Commercial and Consumer Banking segment noninterest expense of $18.9 million increased $4.3 million, or 29.2%, from $14.6 million in the third quarter of 2013, primarily due to increased costs from fourth quarter 2013 acquisitions and the continued organic growth of our commercial real estate and commercial business lending units and the expansion of our branch banking network. We added 10 retail deposit branches, four de novo and six from acquisitions, and increased the segment’s headcount by 20% during the twelve-month period.
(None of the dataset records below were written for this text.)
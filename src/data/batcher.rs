// ============================================================
// Product Batcher
// ============================================================
// Implements Burn's Batcher trait to stack the DataLoader's items
// into one set of tensors:
//
//   Input:  N loaded samples, each image [C, H, W] + two label ids
//   Output: images [M, C, H, W], categories [M], conditions [M]
//           plus the N - M failures that were left out
//
// The images are already channel-major, so stacking is a plain
// concatenation of their buffers followed by a reshape.
//
// Every image in a batch must have the same shape. The standard
// pipeline (Resize → CenterCrop) guarantees that. `try_batch`
// refuses a batch that breaks it; the DataLoader path records each
// odd sample as a Batch failure next to the load failures, so
// images + failures always accounts for every requested index.

use std::sync::Arc;

use burn::{
    data::dataloader::batcher::Batcher,
    prelude::*,
    tensor::TensorData,
};

use crate::data::dataset::LoadedSample;
use crate::domain::sample::Sample;
use crate::error::{Error, Result};

// ─── ProductBatch ─────────────────────────────────────────────────────────────
#[derive(Debug, Clone)]
pub struct ProductBatch<B: Backend> {
    /// Shape: [batch_size, channels, height, width]
    pub images: Tensor<B, 4>,

    /// Category ids, shape [batch_size]
    pub categories: Tensor<B, 1, Int>,

    /// Condition ids, shape [batch_size]
    pub conditions: Tensor<B, 1, Int>,

    /// Items that were requested but are not in the tensors above
    pub failures: Vec<Arc<Error>>,
}

impl<B: Backend> ProductBatch<B> {
    /// Number of samples actually stacked.
    pub fn len(&self) -> usize {
        self.images.dims()[0]
    }

    pub fn is_empty(&self) -> bool {
        self.len() == 0
    }

    /// True when every requested item made it into the tensors.
    pub fn is_complete(&self) -> bool {
        self.failures.is_empty()
    }
}

// ─── ProductBatcher ───────────────────────────────────────────────────────────
#[derive(Clone, Debug)]
pub struct ProductBatcher<B: Backend> {
    pub device: B::Device,
}

impl<B: Backend> ProductBatcher<B> {
    pub fn new(device: B::Device) -> Self {
        Self { device }
    }

    /// Stack `items`, failing when the batch is empty or the
    /// image shapes disagree.
    pub fn try_batch(&self, items: Vec<Sample>) -> Result<ProductBatch<B>> {
        let shape = items
            .first()
            .map(|s| s.image.shape())
            .ok_or_else(|| Error::Batch("no samples to batch".to_string()))?;

        if let Some((i, odd)) = items.iter().enumerate().find(|(_, s)| s.image.shape() != shape) {
            return Err(Error::Batch(format!(
                "sample {i} has image shape {:?}, expected {shape:?}",
                odd.image.shape()
            )));
        }

        Ok(self.stack(items, shape))
    }

    fn stack(&self, items: Vec<Sample>, [channels, height, width]: [usize; 3]) -> ProductBatch<B> {
        let batch_size = items.len();

        let categories: Vec<i32> = items.iter().map(|s| s.category as i32).collect();
        let conditions: Vec<i32> = items.iter().map(|s| s.condition as i32).collect();

        let mut pixels = Vec::with_capacity(batch_size * channels * height * width);
        for sample in items {
            pixels.extend(sample.image.into_data());
        }

        let images = Tensor::<B, 4>::from_data(
            TensorData::new(pixels, [batch_size, channels, height, width]),
            &self.device,
        );
        let categories = Tensor::<B, 1, Int>::from_ints(categories.as_slice(), &self.device);
        let conditions = Tensor::<B, 1, Int>::from_ints(conditions.as_slice(), &self.device);

        ProductBatch { images, categories, conditions, failures: Vec::new() }
    }
}

// ─── Burn Batcher Trait Implementation ────────────────────────────────────────
// The DataLoader cannot receive an error from here, so failures
// travel inside the batch and the training loop decides whether
// to skip, retry or abort.
impl<B: Backend> Batcher<LoadedSample, ProductBatch<B>> for ProductBatcher<B> {
    fn batch(&self, items: Vec<LoadedSample>) -> ProductBatch<B> {
        let mut samples  = Vec::with_capacity(items.len());
        let mut failures = Vec::new();
        for item in items {
            match item {
                Ok(sample) => samples.push(sample),
                Err(e)     => failures.push(e),
            }
        }

        let shape = samples.first().map(|s| s.image.shape()).unwrap_or([0, 0, 0]);
        let (kept, odd): (Vec<Sample>, Vec<Sample>) =
            samples.into_iter().partition(|s| s.image.shape() == shape);
        failures.extend(odd.into_iter().map(|s| {
            Arc::new(Error::Batch(format!(
                "image shape {:?} differs from the batch shape {:?}",
                s.image.shape(),
                shape
            )))
        }));

        let mut batch = self.stack(kept, shape);
        if !failures.is_empty() {
            tracing::warn!(
                "Batch of {} has {} failed samples; first: {}",
                batch.len() + failures.len(),
                failures.len(),
                failures[0],
            );
        }
        batch.failures = failures;
        batch
    }
}
// ============================================================
// Data Configuration
// ============================================================
// Where the labels and images live and how images are prepared,
// stored as JSON so a run can be repeated exactly:
//
//   {
//     "labels_path": "data/labels.xlsx",
//     "image_root":  "data/images",
//     "resize": 256,
//     "crop":   224,
//     "mean":   [0.485, 0.456, 0.406],
//     "std":    [0.229, 0.224, 0.225]
//   }
//
// Every field except the two paths may be omitted. The mean/std
// defaults are the statistics the pretrained backbone expects.

use std::{fs, path::{Path, PathBuf}};

use serde::{Deserialize, Serialize};

use crate::data::dataset::ProductsDataset;
use crate::data::transform::{
    CenterCrop, Normalize, Resize, ToTensor, TransformPipeline, IMAGENET_MEAN, IMAGENET_STD,
};
use crate::error::{Error, Result};

#[derive(Debug, Clone, PartialEq, Serialize, Deserialize)]
pub struct DataConfig {
    /// Label table (.csv, .tsv or .xlsx)
    pub labels_path: PathBuf,

    /// Directory holding one `<id>.jpg` per product
    pub image_root: PathBuf,

    /// Shorter image edge after resizing
    #[serde(default = "default_resize")]
    pub resize: u32,

    /// Side of the square center crop
    #[serde(default = "default_crop")]
    pub crop: u32,

    #[serde(default = "default_mean")]
    pub mean: Vec<f32>,

    #[serde(default = "default_std")]
    pub std: Vec<f32>,
}

fn default_resize() -> u32 { 256 }
fn default_crop()   -> u32 { 224 }
fn default_mean()   -> Vec<f32> { IMAGENET_MEAN.to_vec() }
fn default_std()    -> Vec<f32> { IMAGENET_STD.to_vec() }

impl DataConfig {
    pub fn new(labels_path: impl Into<PathBuf>, image_root: impl Into<PathBuf>) -> Self {
        Self {
            labels_path: labels_path.into(),
            image_root:  image_root.into(),
            resize:      default_resize(),
            crop:        default_crop(),
            mean:        default_mean(),
            std:         default_std(),
        }
    }

    pub fn load(path: impl AsRef<Path>) -> Result<Self> {
        let path = path.as_ref();
        let json = fs::read_to_string(path)
            .map_err(|source| Error::Io { path: path.to_path_buf(), source })?;
        serde_json::from_str(&json)
            .map_err(|source| Error::Json { path: path.to_path_buf(), source })
    }

    pub fn save(&self, path: impl AsRef<Path>) -> Result<()> {
        let path = path.as_ref();
        let json = serde_json::to_string_pretty(self)
            .map_err(|source| Error::Json { path: path.to_path_buf(), source })?;
        fs::write(path, json).map_err(|source| Error::Io { path: path.to_path_buf(), source })?;
        tracing::debug!("Saved data config to '{}'", path.display());
        Ok(())
    }

    /// Resize → CenterCrop → Normalize → ToTensor
    pub fn pipeline(&self) -> Result<TransformPipeline> {
        Ok(TransformPipeline::new()
            .with(Resize::new(self.resize)?)
            .with(CenterCrop::new(self.crop)?)
            .with(Normalize::new(self.mean.clone(), self.std.clone())?)
            .with(ToTensor))
    }

    /// The dataset this config describes, with the standard pipeline.
    pub fn open_dataset(&self) -> Result<ProductsDataset> {
        ProductsDataset::new(&self.labels_path, &self.image_root, Some(self.pipeline()?))
    }
}

// ─── Unit Tests ───────────────────────────────────────────────────────────────
#[cfg(test)]
mod tests {
    use super::*;

    #[test]
    fn test_missing_fields_take_defaults() {
        let config: DataConfig =
            serde_json::from_str(r#"{ "labels_path": "l.csv", "image_root": "img" }"#).unwrap();
        assert_eq!(config, DataConfig::new("l.csv", "img"));
        assert_eq!((config.resize, config.crop), (256, 224));
        assert_eq!(config.mean, vec![0.485, 0.456, 0.406]);
    }

    #[test]
    fn test_save_and_load() {
        let dir  = tempfile::tempdir().unwrap();
        let path = dir.path().join("data.json");
        let mut config = DataConfig::new("labels.xlsx", "images");
        config.crop = 128;

        config.save(&path).unwrap();
        assert_eq!(DataConfig::load(&path).unwrap(), config);
    }

    #[test]
    fn test_load_errors() {
        let dir  = tempfile::tempdir().unwrap();
        let path = dir.path().join("broken.json");
        assert!(matches!(DataConfig::load(&path), Err(Error::Io { .. })));

        fs::write(&path, "{ not json").unwrap();
        assert!(matches!(DataConfig::load(&path), Err(Error::Json { .. })));
    }

    #[test]
    fn test_pipeline_is_standard_four_steps() {
        let pipeline = DataConfig::new("l.csv", "img").pipeline().unwrap();
        assert_eq!(pipeline.len(), 4);
    }

    #[test]
    fn test_bad_values_rejected_by_pipeline() {
        let mut config = DataConfig::new("l.csv", "img");
        config.std = vec![0.2, 0.0, 0.2];
        assert!(matches!(config.pipeline(), Err(Error::InvalidTransform(_))));

        let mut config = DataConfig::new("l.csv", "img");
        config.crop = 0;
        assert!(matches!(config.pipeline(), Err(Error::InvalidTransform(_))));
    }
}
Fiscal Year Ended December 31, 2013

Commercial and Consumer Banking segment net income increased to $2.6 million for the year ended December 31, 2013 from a net loss of $14.5 million for the year ended December 31, 2012, primarily due to lower provision for credit losses and an increase in net interest income, which reflected an improvement in our loan credit quality and higher average balances of portfolio loans and investment securities.

Commercial and Consumer Banking segment net interest income was $59.2 million for the year ended December 31, 2013, an increase of $12.5 million, or 26.9%, from $46.6 million for the year ended December 31, 2012, primarily due to higher average balances of portfolio loans and investment securities, as well as improved composition of deposit balances. The continued improvement in the composition of deposits was primarily the result of our successful efforts to attract transaction and savings deposit balances through effective brand marketing.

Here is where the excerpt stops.